» **Raw data**
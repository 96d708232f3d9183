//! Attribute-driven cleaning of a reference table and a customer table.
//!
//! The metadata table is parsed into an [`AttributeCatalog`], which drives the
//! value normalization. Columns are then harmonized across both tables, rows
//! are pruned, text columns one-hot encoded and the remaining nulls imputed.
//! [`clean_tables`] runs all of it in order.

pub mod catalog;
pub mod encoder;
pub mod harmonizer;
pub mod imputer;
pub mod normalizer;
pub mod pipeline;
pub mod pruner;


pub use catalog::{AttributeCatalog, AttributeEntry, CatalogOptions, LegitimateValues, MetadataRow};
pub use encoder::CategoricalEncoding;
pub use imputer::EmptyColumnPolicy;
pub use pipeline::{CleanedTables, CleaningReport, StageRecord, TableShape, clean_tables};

» **What you have to do**
Collect every line above that contains the word "AttributeCatalog".

» **Solution**
//! The metadata table is parsed into an [`AttributeCatalog`], which drives the
pub use catalog::{AttributeCatalog, AttributeEntry, CatalogOptions, LegitimateValues, MetadataRow};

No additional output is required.